Auburn is a town in Worcester County, Massachusetts, United States. The population was 16,889 at the 2020 census.

== History ==
The Auburn area was first settled in 1714. On April 10, 1778, parts of Worcester, Sutton, Leicester and Oxford, Massachusetts were incorporated as the Town of Ward, in honor of American Revolution General Artemas Ward (second in command to George Washington).
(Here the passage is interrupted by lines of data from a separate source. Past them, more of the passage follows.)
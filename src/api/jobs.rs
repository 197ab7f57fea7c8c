//! Job posting endpoints.
//!
//! Listing open postings is public. Creating and moving postings through
//! their lifecycle is staff-only; deleting is admin-only.

use axum::{
    Json, Router,
    extract::{Path, State},
    http::StatusCode,
    middleware,
    response::IntoResponse,
    routing::{delete, get, patch, post},
};
use serde::Deserialize;
use std::sync::Arc;
use tracing::info;

use super::error::{ApiError, ResultExt, validate_text, validate_uuid};
use crate::auth::{ADMIN_ONLY, AuthGuard, Identity, STAFF, auth_and_role};
use crate::db::{Database, JobStatus, NewJob};
use crate::jwt::JwtConfig;

#[derive(Clone)]
pub struct JobsState {
    pub db: Database,
}

pub fn router(state: JobsState, jwt: Arc<JwtConfig>) -> Router {
    let staff = middleware::from_fn_with_state(AuthGuard::new(jwt.clone(), STAFF), auth_and_role);
    let admin = middleware::from_fn_with_state(AuthGuard::new(jwt, ADMIN_ONLY), auth_and_role);

    Router::new()
        .route(
            "/",
            get(list_jobs).merge(post(create_job).route_layer(staff.clone())),
        )
        .route(
            "/{uuid}/status",
            patch(update_status).route_layer(staff),
        )
        .route("/{uuid}", delete(delete_job).route_layer(admin))
        .with_state(state)
}

async fn list_jobs(State(state): State<JobsState>) -> Result<impl IntoResponse, ApiError> {
    let jobs = state
        .db
        .jobs()
        .list_by_status(JobStatus::Open)
        .await
        .db_err("Failed to list jobs")?;
    Ok(Json(jobs))
}

#[derive(Deserialize)]
struct CreateJobRequest {
    title: String,
    location: String,
    #[serde(default)]
    description: String,
}

async fn create_job(
    State(state): State<JobsState>,
    identity: Identity,
    Json(body): Json<CreateJobRequest>,
) -> Result<impl IntoResponse, ApiError> {
    validate_text("Title", &body.title, 1, 200)?;
    validate_text("Location", &body.location, 1, 100)?;
    validate_text("Description", &body.description, 0, 10_000)?;

    let uuid = uuid::Uuid::new_v4().to_string();
    state
        .db
        .jobs()
        .create(NewJob {
            uuid: &uuid,
            title: body.title.trim(),
            location: body.location.trim(),
            description: body.description.trim(),
            created_by: &identity.sub,
        })
        .await
        .db_err("Failed to create job")?;

    let job = state
        .db
        .jobs()
        .get_by_uuid(&uuid)
        .await
        .db_err("Failed to load job")?
        .ok_or_else(|| ApiError::internal("Job vanished after insert"))?;

    info!(user = %identity.sub, job = %uuid, "Job created");
    Ok((StatusCode::CREATED, Json(job)))
}

#[derive(Deserialize)]
struct UpdateStatusRequest {
    status: JobStatus,
}

async fn update_status(
    State(state): State<JobsState>,
    identity: Identity,
    Path(uuid): Path<String>,
    Json(body): Json<UpdateStatusRequest>,
) -> Result<impl IntoResponse, ApiError> {
    validate_uuid(&uuid)?;

    let job = state
        .db
        .jobs()
        .get_by_uuid(&uuid)
        .await
        .db_err("Failed to get job")?
        .ok_or_else(|| ApiError::not_found("Job not found"))?;

    if !job.status.can_transition_to(body.status) {
        return Err(ApiError::conflict(format!(
            "Cannot move job from {} to {}",
            job.status.as_str(),
            body.status.as_str()
        )));
    }

    let updated = state
        .db
        .jobs()
        .update_status(&uuid, job.status, body.status)
        .await
        .db_err("Failed to update job")?;
    if !updated {
        return Err(ApiError::conflict("Job status changed concurrently"));
    }

    info!(
        user = %identity.sub,
        job = %uuid,
        from = job.status.as_str(),
        to = body.status.as_str(),
        "Job status changed"
    );
    Ok(Json(serde_json::json!({ "uuid": uuid, "status": body.status })))
}

async fn delete_job(
    State(state): State<JobsState>,
    identity: Identity,
    Path(uuid): Path<String>,
) -> Result<impl IntoResponse, ApiError> {
    validate_uuid(&uuid)?;

    let deleted = state
        .db
        .jobs()
        .delete(&uuid)
        .await
        .db_err("Failed to delete job")?;
    if !deleted {
        return Err(ApiError::not_found("Job not found"));
    }

    info!(user = %identity.sub, job = %uuid, "Job deleted");
    Ok(StatusCode::NO_CONTENT)
}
In 1837, the town changed its name to Auburn after the Post Office complained that the name was too similar to the nearby town of Ware.

Before incorporation, most of Auburn was known as the South Parish of Worcester; other portions fell within the town limits of Leicester and Millbury.

Robert H. Goddard launched the first liquid-fueled rocket from Pakachoag Hill, on his aunt Effe Ward's farm, in Auburn on March 16, 1926. Goddard is commemorated in Goddard Memorial Park, located downtown next to the Auburn Fire Department Headquarters. The park features a model of Goddard's prototype liquid-fueled rocket and a Polaris missile (Type A-1). A second replica of Goddard's prototype stands at Auburn High School. Goddard's launch is also commemorated with a small monument, the Goddard Rocket Launching Site, between the first and ninth holes of Pakachoag Golf Course.

==Demographics==

The 2010 Auburn, MA, population was 16,188. There are 1,053 people per square mile.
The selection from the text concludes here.